Gather each line of the records where "push" appears.

━━ Information

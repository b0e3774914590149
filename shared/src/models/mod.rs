//! Data models
//!
//! Shared between tiffin-server and frontend (via API).
//! All monetary values are `rust_decimal::Decimal`, serialized as JSON
//! numbers (`serde-with-float`). Timestamps are Unix milliseconds.

pub mod cart;
pub mod menu_item;
pub mod order;
pub mod report;
pub mod store_info;

// Re-exports
pub use cart::*;
pub use menu_item::*;
pub use order::*;
pub use report::*;
pub use store_info::*;
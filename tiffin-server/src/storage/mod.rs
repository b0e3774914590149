//! redb-based persistence for the POS
//!
//! # Tables
//!
//! | Table | Key | Value | Purpose |
//! |-------|-----|-------|---------|
//! | `menu_items` | `u32` | JSON `MenuItem` | Menu catalog |
//! | `sales_log` | `u64` (order id) | JSON `Order` | Append-only sales log |
//! | `app_state` | `&str` | JSON blob | Current cart, store info |
//! | `counters` | `&str` | `u64` | Menu item id / order id counters |
//!
//! Order ids come from a strictly increasing persisted counter, so key
//! order in `sales_log` is confirmation order and a full-table scan
//! yields the log chronologically.
//!
//! # Durability
//!
//! redb commits are durable once `commit()` returns (copy-on-write with
//! atomic pointer swap), so a failed persist leaves the previous state
//! intact — callers re-read on retry and never observe a torn cart or
//! half-appended order.

use redb::{Database, ReadableDatabase, ReadableTable, ReadableTableMetadata, TableDefinition};
use rust_decimal::Decimal;
use shared::models::{Cart, MenuItem, MenuItemCreate, MenuItemUpdate, Order, StoreInfo};
use std::path::Path;
use std::sync::Arc;
use thiserror::Error;

/// Menu catalog: key = menu item id, value = JSON-serialized MenuItem
const MENU_TABLE: TableDefinition<u32, &[u8]> = TableDefinition::new("menu_items");

/// Sales log: key = order id, value = JSON-serialized Order (append-only)
const SALES_LOG_TABLE: TableDefinition<u64, &[u8]> = TableDefinition::new("sales_log");

/// Small singleton blobs: key = state name, value = JSON
const APP_STATE_TABLE: TableDefinition<&str, &[u8]> = TableDefinition::new("app_state");

/// Monotonic counters: key = counter name, value = last issued value
const COUNTERS_TABLE: TableDefinition<&str, u64> = TableDefinition::new("counters");

const CART_KEY: &str = "current_cart";
const STORE_INFO_KEY: &str = "store_info";
const MENU_ID_KEY: &str = "menu_item_id";
const ORDER_ID_KEY: &str = "order_id";

/// Storage errors
///
/// Everything except `OrderNotFound` maps to the recoverable
/// "storage unavailable" failure surfaced to API callers.
#[derive(Debug, Error)]
pub enum StorageError {
    #[error("Database error: {0}")]
    Database(#[from] redb::DatabaseError),

    #[error("Transaction error: {0}")]
    Transaction(#[from] redb::TransactionError),

    #[error("Table error: {0}")]
    Table(#[from] redb::TableError),

    #[error("Storage error: {0}")]
    Storage(#[from] redb::StorageError),

    #[error("Commit error: {0}")]
    Commit(#[from] redb::CommitError),

    #[error("Serialization error: {0}")]
    Serialization(#[from] serde_json::Error),

    #[error("Order not found: {0}")]
    OrderNotFound(u64),
}

pub type StorageResult<T> = Result<T, StorageError>;

/// POS storage backed by redb
#[derive(Clone)]
pub struct PosStorage {
    db: Arc<Database>,
}

impl PosStorage {
    /// Open or create the database at the given path.
    ///
    /// Initializes all tables and, on a fresh database, seeds the
    /// default menu and store info.
    pub fn open(path: impl AsRef<Path>) -> StorageResult<Self> {
        let db = Database::create(path)?;
        let storage = Self { db: Arc::new(db) };
        storage.initialize()?;
        Ok(storage)
    }

    /// Open an in-memory database (for testing)
    #[cfg(test)]
    pub fn open_in_memory() -> StorageResult<Self> {
        let db = Database::builder().create_with_backend(redb::backends::InMemoryBackend::new())?;
        let storage = Self { db: Arc::new(db) };
        storage.initialize()?;
        Ok(storage)
    }

    fn initialize(&self) -> StorageResult<()> {
        let write_txn = self.db.begin_write()?;
        {
            let _ = write_txn.open_table(SALES_LOG_TABLE)?;
            let _ = write_txn.open_table(APP_STATE_TABLE)?;
            let _ = write_txn.open_table(COUNTERS_TABLE)?;

            let mut menu_table = write_txn.open_table(MENU_TABLE)?;
            if menu_table.is_empty()? {
                let mut last_id = 0u32;
                for item in default_menu() {
                    let value = serde_json::to_vec(&item)?;
                    menu_table.insert(item.id, value.as_slice())?;
                    last_id = item.id;
                }
                let mut counters = write_txn.open_table(COUNTERS_TABLE)?;
                if counters.get(MENU_ID_KEY)?.is_none() {
                    counters.insert(MENU_ID_KEY, last_id as u64)?;
                }
            }
        }
        write_txn.commit()?;
        Ok(())
    }

    // ========== Counters ==========

    fn next_counter(&self, key: &str) -> StorageResult<u64> {
        let txn = self.db.begin_write()?;
        let next = {
            let mut table = txn.open_table(COUNTERS_TABLE)?;
            let current = table.get(key)?.map(|g| g.value()).unwrap_or(0);
            let next = current + 1;
            table.insert(key, next)?;
            next
        };
        txn.commit()?;
        Ok(next)
    }

    /// Issue the next order id (strictly increasing, persisted)
    pub fn next_order_id(&self) -> StorageResult<u64> {
        self.next_counter(ORDER_ID_KEY)
    }

    // ========== Menu Catalog ==========

    /// All menu items, ascending by id
    pub fn list_menu_items(&self) -> StorageResult<Vec<MenuItem>> {
        let read_txn = self.db.begin_read()?;
        let table = read_txn.open_table(MENU_TABLE)?;

        let mut items = Vec::new();
        for result in table.iter()? {
            let (_key, value) = result?;
            items.push(serde_json::from_slice(value.value())?);
        }
        Ok(items)
    }

    /// Get a single menu item by id
    pub fn get_menu_item(&self, id: u32) -> StorageResult<Option<MenuItem>> {
        let read_txn = self.db.begin_read()?;
        let table = read_txn.open_table(MENU_TABLE)?;
        match table.get(id)? {
            Some(guard) => Ok(Some(serde_json::from_slice(guard.value())?)),
            None => Ok(None),
        }
    }

    /// Create a menu item with a counter-assigned id
    pub fn insert_menu_item(&self, payload: MenuItemCreate) -> StorageResult<MenuItem> {
        let id = self.next_counter(MENU_ID_KEY)? as u32;
        let item = MenuItem {
            id,
            name: payload.name,
            price: payload.price,
            category: payload.category,
            image: payload.image,
        };

        let txn = self.db.begin_write()?;
        {
            let mut table = txn.open_table(MENU_TABLE)?;
            let value = serde_json::to_vec(&item)?;
            table.insert(item.id, value.as_slice())?;
        }
        txn.commit()?;
        Ok(item)
    }

    /// Update a menu item in place; returns None when the id is unknown
    pub fn update_menu_item(
        &self,
        id: u32,
        update: MenuItemUpdate,
    ) -> StorageResult<Option<MenuItem>> {
        let txn = self.db.begin_write()?;
        let updated = {
            let mut table = txn.open_table(MENU_TABLE)?;
            let existing = match table.get(id)? {
                Some(guard) => Some(serde_json::from_slice::<MenuItem>(guard.value())?),
                None => None,
            };
            match existing {
                Some(mut item) => {
                    item.apply_update(update);
                    let value = serde_json::to_vec(&item)?;
                    table.insert(id, value.as_slice())?;
                    Some(item)
                }
                None => None,
            }
        };
        txn.commit()?;
        Ok(updated)
    }

    /// Delete a menu item; returns whether it existed
    pub fn delete_menu_item(&self, id: u32) -> StorageResult<bool> {
        let txn = self.db.begin_write()?;
        let removed = {
            let mut table = txn.open_table(MENU_TABLE)?;
            table.remove(id)?.is_some()
        };
        txn.commit()?;
        Ok(removed)
    }

    // ========== Cart ==========

    /// Load the current cart (empty when none has been saved)
    pub fn load_cart(&self) -> StorageResult<Cart> {
        let read_txn = self.db.begin_read()?;
        let table = read_txn.open_table(APP_STATE_TABLE)?;
        match table.get(CART_KEY)? {
            Some(guard) => Ok(serde_json::from_slice(guard.value())?),
            None => Ok(Cart::new()),
        }
    }

    /// Persist the current cart
    pub fn save_cart(&self, cart: &Cart) -> StorageResult<()> {
        let txn = self.db.begin_write()?;
        {
            let mut table = txn.open_table(APP_STATE_TABLE)?;
            let value = serde_json::to_vec(cart)?;
            table.insert(CART_KEY, value.as_slice())?;
        }
        txn.commit()?;
        Ok(())
    }

    // ========== Sales Log ==========

    /// Append a confirmed order to the sales log
    pub fn append_order(&self, order: &Order) -> StorageResult<()> {
        let txn = self.db.begin_write()?;
        {
            let mut table = txn.open_table(SALES_LOG_TABLE)?;
            let value = serde_json::to_vec(order)?;
            table.insert(order.order_id, value.as_slice())?;
        }
        txn.commit()?;
        Ok(())
    }

    /// The full sales log, in confirmation order
    pub fn all_orders(&self) -> StorageResult<Vec<Order>> {
        let read_txn = self.db.begin_read()?;
        let table = read_txn.open_table(SALES_LOG_TABLE)?;

        let mut orders = Vec::new();
        for result in table.iter()? {
            let (_key, value) = result?;
            orders.push(serde_json::from_slice(value.value())?);
        }
        Ok(orders)
    }

    /// Get one order by id
    pub fn get_order(&self, order_id: u64) -> StorageResult<Option<Order>> {
        let read_txn = self.db.begin_read()?;
        let table = read_txn.open_table(SALES_LOG_TABLE)?;
        match table.get(order_id)? {
            Some(guard) => Ok(Some(serde_json::from_slice(guard.value())?)),
            None => Ok(None),
        }
    }

    /// Attach a payment method to a logged order.
    ///
    /// The one sanctioned mutation of a bill; overwrites on repeat
    /// (last write wins). Items, total and date are never rewritten.
    pub fn set_payment_method(&self, order_id: u64, method: &str) -> StorageResult<Order> {
        let txn = self.db.begin_write()?;
        let order = {
            let mut table = txn.open_table(SALES_LOG_TABLE)?;
            let mut order: Order = match table.get(order_id)? {
                Some(guard) => serde_json::from_slice(guard.value())?,
                None => return Err(StorageError::OrderNotFound(order_id)),
            };
            order.payment_method = Some(method.to_string());
            let value = serde_json::to_vec(&order)?;
            table.insert(order_id, value.as_slice())?;
            order
        };
        txn.commit()?;
        Ok(order)
    }

    // ========== Store Info ==========

    /// Store info singleton (defaults until the operator sets a name)
    pub fn store_info(&self) -> StorageResult<StoreInfo> {
        let read_txn = self.db.begin_read()?;
        let table = read_txn.open_table(APP_STATE_TABLE)?;
        match table.get(STORE_INFO_KEY)? {
            Some(guard) => Ok(serde_json::from_slice(guard.value())?),
            None => Ok(StoreInfo::default()),
        }
    }

    pub fn set_store_info(&self, info: &StoreInfo) -> StorageResult<()> {
        let txn = self.db.begin_write()?;
        {
            let mut table = txn.open_table(APP_STATE_TABLE)?;
            let value = serde_json::to_vec(info)?;
            table.insert(STORE_INFO_KEY, value.as_slice())?;
        }
        txn.commit()?;
        Ok(())
    }
}

/// Default menu seeded on first start
fn default_menu() -> Vec<MenuItem> {
    let breakfast = |id: u32, name: &str, price: i64| MenuItem {
        id,
        name: name.to_string(),
        price: Decimal::new(price, 2),
        category: "Breakfast".to_string(),
        image: String::new(),
    };
    vec![
        breakfast(1, "Idly", 500),
        breakfast(2, "Dosai", 800),
        breakfast(3, "Poori", 600),
        breakfast(4, "Vada", 400),
    ]
}
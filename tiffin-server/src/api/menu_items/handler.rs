//! Menu Item API Handlers

use axum::{
    Json,
    extract::{Path, State},
};
use shared::models::{MenuItem, MenuItemCreate, MenuItemUpdate};

use crate::core::ServerState;
use crate::utils::validation::{
    MAX_CATEGORY_LEN, MAX_IMAGE_LEN, MAX_NAME_LEN, validate_optional_text, validate_price,
    validate_required_text,
};
use crate::utils::{AppError, AppResponse, AppResult, ok};

/// Categories every store starts with; in-use categories are merged in
const DEFAULT_CATEGORIES: [&str; 5] = ["Breakfast", "Lunch", "Dinner", "Snacks", "Beverages"];

/// List the full catalog, ascending by id
pub async fn list(State(state): State<ServerState>) -> AppResult<Json<AppResponse<Vec<MenuItem>>>> {
    Ok(ok(state.storage.list_menu_items()?))
}

/// Get one menu item
pub async fn get_by_id(
    State(state): State<ServerState>,
    Path(id): Path<u32>,
) -> AppResult<Json<AppResponse<MenuItem>>> {
    let item = state
        .storage
        .get_menu_item(id)?
        .ok_or_else(|| AppError::not_found(format!("Menu item {id}")))?;
    Ok(ok(item))
}

/// Create a menu item
pub async fn create(
    State(state): State<ServerState>,
    Json(payload): Json<MenuItemCreate>,
) -> AppResult<Json<AppResponse<MenuItem>>> {
    validate_required_text(&payload.name, "name", MAX_NAME_LEN)?;
    validate_required_text(&payload.category, "category", MAX_CATEGORY_LEN)?;
    validate_price(payload.price, "price")?;
    if payload.image.len() > MAX_IMAGE_LEN {
        return Err(AppError::validation("image is too large"));
    }

    Ok(ok(state.storage.insert_menu_item(payload)?))
}

/// Partially update a menu item
pub async fn update(
    State(state): State<ServerState>,
    Path(id): Path<u32>,
    Json(payload): Json<MenuItemUpdate>,
) -> AppResult<Json<AppResponse<MenuItem>>> {
    if let Some(name) = &payload.name {
        validate_required_text(name, "name", MAX_NAME_LEN)?;
    }
    if let Some(category) = &payload.category {
        validate_required_text(category, "category", MAX_CATEGORY_LEN)?;
    }
    if let Some(price) = payload.price {
        validate_price(price, "price")?;
    }
    validate_optional_text(&payload.image, "image", MAX_IMAGE_LEN)?;

    let item = state
        .storage
        .update_menu_item(id, payload)?
        .ok_or_else(|| AppError::not_found(format!("Menu item {id}")))?;
    Ok(ok(item))
}

/// Delete a menu item. Historical orders and cart lines keep their
/// snapshots; the id is never reissued.
pub async fn remove(
    State(state): State<ServerState>,
    Path(id): Path<u32>,
) -> AppResult<Json<AppResponse<u32>>> {
    if !state.storage.delete_menu_item(id)? {
        return Err(AppError::not_found(format!("Menu item {id}")));
    }
    Ok(ok(id))
}

/// Category list: the defaults plus every category in use
pub async fn categories(
    State(state): State<ServerState>,
) -> AppResult<Json<AppResponse<Vec<String>>>> {
    let mut categories: Vec<String> = DEFAULT_CATEGORIES.iter().map(|c| c.to_string()).collect();
    for item in state.storage.list_menu_items()? {
        if !categories.contains(&item.category) {
            categories.push(item.category);
        }
    }
    Ok(ok(categories))
}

━━━━

Problem solution:
            items.push(serde_json::from_slice(value.value())?);
            orders.push(serde_json::from_slice(value.value())?);
            categories.push(item.category);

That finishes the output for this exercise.